Là encore il ne s'agit pas de leur donner des idées mais de les aider à les trouver eux-mêmes. Tout ce qui surgit des profondeurs du coeur a une force autrement grande que ce qui vous est proposé du dehors. Ces idées directrices, qui orienteront leurs études ou leur apprentissage, ne naîtront pas comme par un coup de baguette. Chez certains elles mûriront très lentement et nous serons là simplement, présence discrète et disponible, pour les aider à trouver leur forme d'expression. L'essentiel est qu'ils soient en quête de quelque chose, qu'ils ne subissent pas l'attrait de la facilité mais soient résolus à donner un sens à leur vie. Si les parents ont eux-mêmes décidé de servir ensemble un idéal élevé et s'efforcent de le vivre jour après jour, la recherche des enfants en sera grandement encouragée. Qu'il s'agisse d'art, de science, d'un appel au service social ou spirituel, du soin des enfants ou des malades, ou d'une préférence pour les domaines pratiques de l'existence (commerce, industrie, etc.), peu importe pourvu que le coeur y soit.

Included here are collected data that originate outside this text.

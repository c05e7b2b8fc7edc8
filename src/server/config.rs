use std::net::SocketAddr;

use url::Url;

use crate::server::error::{config::ConfigError, AppError};

const DEFAULT_BIND_ADDR: &str = "0.0.0.0:8080";
const DEFAULT_PAYOUT_CURRENCY: &str = "usd";

pub struct Config {
    pub database_url: String,
    pub app_url: String,
    pub bind_addr: SocketAddr,

    /// Email address that receives the bootstrap admin invite and booking notifications.
    pub admin_email: Option<String>,

    pub notify_webhook_url: Option<Url>,

    pub payments_api_url: Option<Url>,
    pub payments_api_key: Option<String>,
    pub payout_currency: String,
}

impl Config {
    pub fn from_env() -> Result<Self, AppError> {
        Self::from_lookup(|name| std::env::var(name).ok())
    }

    /// Builds the configuration from an arbitrary variable lookup.
    ///
    /// Blank values are treated as unset.
    pub fn from_lookup<F>(lookup: F) -> Result<Self, AppError>
    where
        F: Fn(&str) -> Option<String>,
    {
        let get = |name: &str| lookup(name).filter(|v| !v.trim().is_empty());
        let require =
            |name: &str| get(name).ok_or_else(|| ConfigError::MissingEnvVar(name.to_string()));

        let database_url = require("DATABASE_URL")?;

        let app_url = require("APP_URL")?;
        parse_url("APP_URL", &app_url)?;

        let bind_addr = get("BIND_ADDR")
            .unwrap_or_else(|| DEFAULT_BIND_ADDR.to_string())
            .parse::<SocketAddr>()
            .map_err(|e| ConfigError::InvalidValue {
                name: "BIND_ADDR".to_string(),
                reason: e.to_string(),
            })?;

        let notify_webhook_url = get("NOTIFY_WEBHOOK_URL")
            .map(|v| parse_url("NOTIFY_WEBHOOK_URL", &v))
            .transpose()?;
        let payments_api_url = get("PAYMENTS_API_URL")
            .map(|v| parse_url("PAYMENTS_API_URL", &v))
            .transpose()?;

        Ok(Self {
            database_url,
            app_url: app_url.trim_end_matches('/').to_string(),
            bind_addr,
            admin_email: get("ADMIN_EMAIL").map(|v| v.trim().to_lowercase()),
            notify_webhook_url,
            payments_api_url,
            payments_api_key: get("PAYMENTS_API_KEY"),
            payout_currency: get("PAYOUT_CURRENCY")
                .map(|v| v.trim().to_lowercase())
                .unwrap_or_else(|| DEFAULT_PAYOUT_CURRENCY.to_string()),
        })
    }
}

fn parse_url(name: &str, value: &str) -> Result<Url, ConfigError> {
    Url::parse(value.trim()).map_err(|e| ConfigError::InvalidValue {
        name: name.to_string(),
        reason: e.to_string(),
    })
}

« J'ai un métier, j'y ajoute le coeur, cela devient une vocation », disait un homme. C'est vrai à tous les âges et dans toutes les situations, car le coeur est véritablement la source de la vie, d'une vie qui nourrit et donne satisfaction. Cela vaut donc la peine de lutter aux côtés de nos enfants pour qu'ils trouvent cette vie.
Pour cela, il faut que nous, les aînés, nous ayons du cÅ“ur les tout premiers. Une chère vieille amie me disait un jour aux approches de Noël: « Oh ! pour moi ce n'est pas difficile de penser aux autres à Noël parce que j'ai toujours vu faire ça à la maison, depuis mon enfance! » Heureux les jeunes qui grandissent dans un foyer où la vie du coeur s'exprime quotidiennement, à l'extérieur comme à l'intérieur du cercle de famille. C'est notre responsabilité d'alimenter le coeur de nos enfants jeunes afin qu'ils soient ouverts et attentifs aux besoins des autres quand ils seront grands. Ainsi préviendrons-nous peut-être l'inquiétude morbide de l'adolescence parce qu'une flamme haute et pure aura été allumée en eux.
Et Celui qui est la Lumière du monde, à travers les siècles, les accompagnera sur le chemin difficile d'une vie qui se veut belle et utile.
* Extraits d'un article paru dans La vie protestante du 3 février 1956.